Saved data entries
+++++

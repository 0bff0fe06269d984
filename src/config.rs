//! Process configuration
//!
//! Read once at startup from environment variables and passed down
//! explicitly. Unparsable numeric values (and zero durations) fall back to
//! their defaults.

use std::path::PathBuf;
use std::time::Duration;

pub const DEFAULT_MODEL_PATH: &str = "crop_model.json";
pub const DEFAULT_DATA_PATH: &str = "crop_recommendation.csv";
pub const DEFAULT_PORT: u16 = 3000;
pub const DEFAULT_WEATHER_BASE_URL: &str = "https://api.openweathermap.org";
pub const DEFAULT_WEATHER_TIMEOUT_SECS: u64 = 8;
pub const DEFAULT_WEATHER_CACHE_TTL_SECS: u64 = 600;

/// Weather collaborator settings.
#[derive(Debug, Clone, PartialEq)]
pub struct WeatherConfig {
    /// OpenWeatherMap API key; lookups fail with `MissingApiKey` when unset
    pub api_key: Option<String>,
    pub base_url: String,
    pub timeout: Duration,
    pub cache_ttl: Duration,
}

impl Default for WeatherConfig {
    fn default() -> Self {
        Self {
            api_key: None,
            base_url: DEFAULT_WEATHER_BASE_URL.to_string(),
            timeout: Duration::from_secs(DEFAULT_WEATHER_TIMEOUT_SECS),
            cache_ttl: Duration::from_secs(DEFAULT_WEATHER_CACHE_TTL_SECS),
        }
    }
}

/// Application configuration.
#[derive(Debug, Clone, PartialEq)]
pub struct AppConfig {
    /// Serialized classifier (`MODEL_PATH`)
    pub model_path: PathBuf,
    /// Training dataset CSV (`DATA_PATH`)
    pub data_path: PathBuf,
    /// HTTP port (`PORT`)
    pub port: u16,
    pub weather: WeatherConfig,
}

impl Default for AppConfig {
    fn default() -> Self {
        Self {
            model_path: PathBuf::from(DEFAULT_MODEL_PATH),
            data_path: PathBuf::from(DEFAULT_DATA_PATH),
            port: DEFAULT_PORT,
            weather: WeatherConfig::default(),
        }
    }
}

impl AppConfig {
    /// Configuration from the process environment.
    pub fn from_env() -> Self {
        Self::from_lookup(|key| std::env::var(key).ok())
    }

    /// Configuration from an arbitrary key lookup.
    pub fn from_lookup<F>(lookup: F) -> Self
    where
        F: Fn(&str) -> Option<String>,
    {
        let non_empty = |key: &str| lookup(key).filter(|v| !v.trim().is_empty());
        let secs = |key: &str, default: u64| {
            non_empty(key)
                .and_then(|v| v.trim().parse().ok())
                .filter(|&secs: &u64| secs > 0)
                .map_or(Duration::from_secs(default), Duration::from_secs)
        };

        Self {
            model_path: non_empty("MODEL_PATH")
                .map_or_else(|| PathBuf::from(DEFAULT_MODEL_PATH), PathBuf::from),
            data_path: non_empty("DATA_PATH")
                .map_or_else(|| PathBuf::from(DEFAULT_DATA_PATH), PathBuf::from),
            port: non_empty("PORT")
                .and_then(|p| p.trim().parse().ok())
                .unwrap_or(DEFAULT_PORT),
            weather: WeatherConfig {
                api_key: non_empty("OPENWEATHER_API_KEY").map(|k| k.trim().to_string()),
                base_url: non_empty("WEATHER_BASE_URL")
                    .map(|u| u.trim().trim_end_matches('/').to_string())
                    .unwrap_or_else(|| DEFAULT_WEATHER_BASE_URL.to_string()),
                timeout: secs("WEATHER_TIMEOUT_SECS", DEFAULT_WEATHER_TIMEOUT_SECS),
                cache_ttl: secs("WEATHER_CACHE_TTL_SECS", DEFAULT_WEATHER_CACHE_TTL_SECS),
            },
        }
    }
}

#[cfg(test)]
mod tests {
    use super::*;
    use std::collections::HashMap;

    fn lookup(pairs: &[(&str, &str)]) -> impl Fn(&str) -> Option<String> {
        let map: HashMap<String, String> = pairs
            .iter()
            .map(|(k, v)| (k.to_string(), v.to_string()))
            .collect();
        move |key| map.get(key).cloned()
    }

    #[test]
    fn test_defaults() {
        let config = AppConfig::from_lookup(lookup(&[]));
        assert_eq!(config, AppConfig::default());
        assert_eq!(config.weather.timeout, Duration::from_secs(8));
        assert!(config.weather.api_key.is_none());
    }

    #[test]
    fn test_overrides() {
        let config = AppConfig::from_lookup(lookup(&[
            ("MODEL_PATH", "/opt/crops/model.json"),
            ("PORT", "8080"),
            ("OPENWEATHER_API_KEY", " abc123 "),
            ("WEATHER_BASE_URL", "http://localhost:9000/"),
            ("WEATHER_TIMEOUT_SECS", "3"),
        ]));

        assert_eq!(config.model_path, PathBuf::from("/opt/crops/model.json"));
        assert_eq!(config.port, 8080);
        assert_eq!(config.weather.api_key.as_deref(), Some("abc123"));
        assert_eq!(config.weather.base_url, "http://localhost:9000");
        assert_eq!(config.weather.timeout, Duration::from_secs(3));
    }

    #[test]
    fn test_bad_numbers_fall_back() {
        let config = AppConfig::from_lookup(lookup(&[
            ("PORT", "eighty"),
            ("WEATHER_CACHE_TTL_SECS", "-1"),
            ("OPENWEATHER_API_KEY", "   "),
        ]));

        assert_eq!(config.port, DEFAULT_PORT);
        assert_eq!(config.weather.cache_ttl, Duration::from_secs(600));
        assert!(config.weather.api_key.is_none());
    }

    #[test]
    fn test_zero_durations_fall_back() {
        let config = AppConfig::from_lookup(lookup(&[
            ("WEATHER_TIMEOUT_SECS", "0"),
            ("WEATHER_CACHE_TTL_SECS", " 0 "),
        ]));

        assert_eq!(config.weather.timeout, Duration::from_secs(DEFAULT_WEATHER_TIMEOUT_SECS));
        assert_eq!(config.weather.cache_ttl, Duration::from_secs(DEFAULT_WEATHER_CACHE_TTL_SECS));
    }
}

+++++

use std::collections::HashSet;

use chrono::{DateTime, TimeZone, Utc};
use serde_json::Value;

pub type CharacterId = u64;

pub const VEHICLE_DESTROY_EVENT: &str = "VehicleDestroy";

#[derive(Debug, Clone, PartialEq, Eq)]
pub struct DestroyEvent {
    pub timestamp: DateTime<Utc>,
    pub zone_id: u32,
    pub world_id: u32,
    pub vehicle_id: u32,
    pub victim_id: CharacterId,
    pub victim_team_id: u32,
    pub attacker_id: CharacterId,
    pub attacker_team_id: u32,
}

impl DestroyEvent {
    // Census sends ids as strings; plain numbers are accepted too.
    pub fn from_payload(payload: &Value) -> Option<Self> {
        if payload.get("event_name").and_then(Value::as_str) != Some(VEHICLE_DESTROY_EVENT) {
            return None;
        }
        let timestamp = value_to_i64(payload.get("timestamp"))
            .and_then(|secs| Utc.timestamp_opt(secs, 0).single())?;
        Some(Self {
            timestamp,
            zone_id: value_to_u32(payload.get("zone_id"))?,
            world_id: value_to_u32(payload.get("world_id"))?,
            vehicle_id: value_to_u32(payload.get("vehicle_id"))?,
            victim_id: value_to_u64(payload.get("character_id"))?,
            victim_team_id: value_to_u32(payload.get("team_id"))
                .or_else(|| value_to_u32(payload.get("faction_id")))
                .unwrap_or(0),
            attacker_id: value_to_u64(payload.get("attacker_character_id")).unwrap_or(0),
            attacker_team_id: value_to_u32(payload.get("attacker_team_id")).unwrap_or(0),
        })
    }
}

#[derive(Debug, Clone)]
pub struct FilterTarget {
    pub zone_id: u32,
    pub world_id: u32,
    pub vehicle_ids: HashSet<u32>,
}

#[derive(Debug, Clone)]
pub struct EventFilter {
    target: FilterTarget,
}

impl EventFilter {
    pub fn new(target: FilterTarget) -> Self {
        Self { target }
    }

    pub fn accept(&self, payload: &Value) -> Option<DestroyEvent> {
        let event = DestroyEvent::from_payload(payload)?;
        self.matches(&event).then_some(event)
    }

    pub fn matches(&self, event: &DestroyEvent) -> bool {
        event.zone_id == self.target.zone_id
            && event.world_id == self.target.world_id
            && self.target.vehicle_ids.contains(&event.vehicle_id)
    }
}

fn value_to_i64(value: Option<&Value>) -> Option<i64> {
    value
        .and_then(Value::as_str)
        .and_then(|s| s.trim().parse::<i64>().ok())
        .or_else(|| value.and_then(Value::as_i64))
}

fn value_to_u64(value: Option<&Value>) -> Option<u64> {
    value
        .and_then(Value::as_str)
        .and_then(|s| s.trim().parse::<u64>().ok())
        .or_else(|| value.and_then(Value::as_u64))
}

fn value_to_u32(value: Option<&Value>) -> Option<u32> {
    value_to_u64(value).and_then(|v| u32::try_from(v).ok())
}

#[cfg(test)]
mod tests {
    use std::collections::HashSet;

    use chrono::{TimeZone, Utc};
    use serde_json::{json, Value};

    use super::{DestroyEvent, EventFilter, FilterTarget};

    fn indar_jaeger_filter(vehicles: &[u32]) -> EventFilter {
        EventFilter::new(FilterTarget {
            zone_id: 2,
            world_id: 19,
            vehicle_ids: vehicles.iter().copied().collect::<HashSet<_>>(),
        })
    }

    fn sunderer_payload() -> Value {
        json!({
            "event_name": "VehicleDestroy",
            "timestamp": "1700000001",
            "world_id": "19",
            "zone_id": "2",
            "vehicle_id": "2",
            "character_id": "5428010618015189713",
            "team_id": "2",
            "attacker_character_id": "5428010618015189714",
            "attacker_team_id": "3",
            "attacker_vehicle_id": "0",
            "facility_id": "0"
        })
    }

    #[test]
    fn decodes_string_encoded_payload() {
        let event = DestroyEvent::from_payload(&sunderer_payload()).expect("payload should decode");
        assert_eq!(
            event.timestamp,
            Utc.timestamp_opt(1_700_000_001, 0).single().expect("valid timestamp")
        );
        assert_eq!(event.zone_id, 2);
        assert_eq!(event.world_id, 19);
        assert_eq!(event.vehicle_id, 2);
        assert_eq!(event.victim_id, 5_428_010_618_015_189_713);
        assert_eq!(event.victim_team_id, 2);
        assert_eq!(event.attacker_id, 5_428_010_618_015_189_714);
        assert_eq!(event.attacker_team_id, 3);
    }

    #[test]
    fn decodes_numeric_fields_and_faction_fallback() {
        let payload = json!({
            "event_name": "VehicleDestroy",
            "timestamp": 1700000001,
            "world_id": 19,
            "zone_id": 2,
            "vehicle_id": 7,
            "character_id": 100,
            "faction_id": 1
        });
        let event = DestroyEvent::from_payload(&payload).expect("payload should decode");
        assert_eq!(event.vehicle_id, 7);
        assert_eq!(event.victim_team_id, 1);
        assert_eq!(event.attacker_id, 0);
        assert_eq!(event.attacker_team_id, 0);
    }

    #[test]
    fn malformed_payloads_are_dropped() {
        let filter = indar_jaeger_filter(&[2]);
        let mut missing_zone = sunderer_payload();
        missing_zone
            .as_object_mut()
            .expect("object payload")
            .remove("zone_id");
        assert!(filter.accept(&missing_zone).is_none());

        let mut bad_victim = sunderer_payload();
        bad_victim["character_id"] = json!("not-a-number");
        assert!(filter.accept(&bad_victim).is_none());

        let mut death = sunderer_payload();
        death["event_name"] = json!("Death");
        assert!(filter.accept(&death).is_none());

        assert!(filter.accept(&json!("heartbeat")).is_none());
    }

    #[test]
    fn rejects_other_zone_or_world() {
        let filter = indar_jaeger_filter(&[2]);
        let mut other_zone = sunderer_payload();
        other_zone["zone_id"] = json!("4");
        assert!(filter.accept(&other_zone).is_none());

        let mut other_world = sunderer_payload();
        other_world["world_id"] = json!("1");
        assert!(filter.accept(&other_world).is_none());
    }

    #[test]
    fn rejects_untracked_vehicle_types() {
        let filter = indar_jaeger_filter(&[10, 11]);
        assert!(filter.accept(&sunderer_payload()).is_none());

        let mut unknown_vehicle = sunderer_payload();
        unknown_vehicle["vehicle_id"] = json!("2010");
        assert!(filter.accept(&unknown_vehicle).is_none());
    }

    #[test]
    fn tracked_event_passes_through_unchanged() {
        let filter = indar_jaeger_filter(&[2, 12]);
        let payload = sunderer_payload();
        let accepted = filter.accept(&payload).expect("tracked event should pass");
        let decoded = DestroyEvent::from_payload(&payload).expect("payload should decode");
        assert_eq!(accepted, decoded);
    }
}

+++++

DESCRIPTION OF THE TASK: Wherever the word "vehicles" appears in the entries above, copy that whole line.

OUTPUT OF THE EXERCISE:
    fn indar_jaeger_filter(vehicles: &[u32]) -> EventFilter {
            vehicle_ids: vehicles.iter().copied().collect::<HashSet<_>>(),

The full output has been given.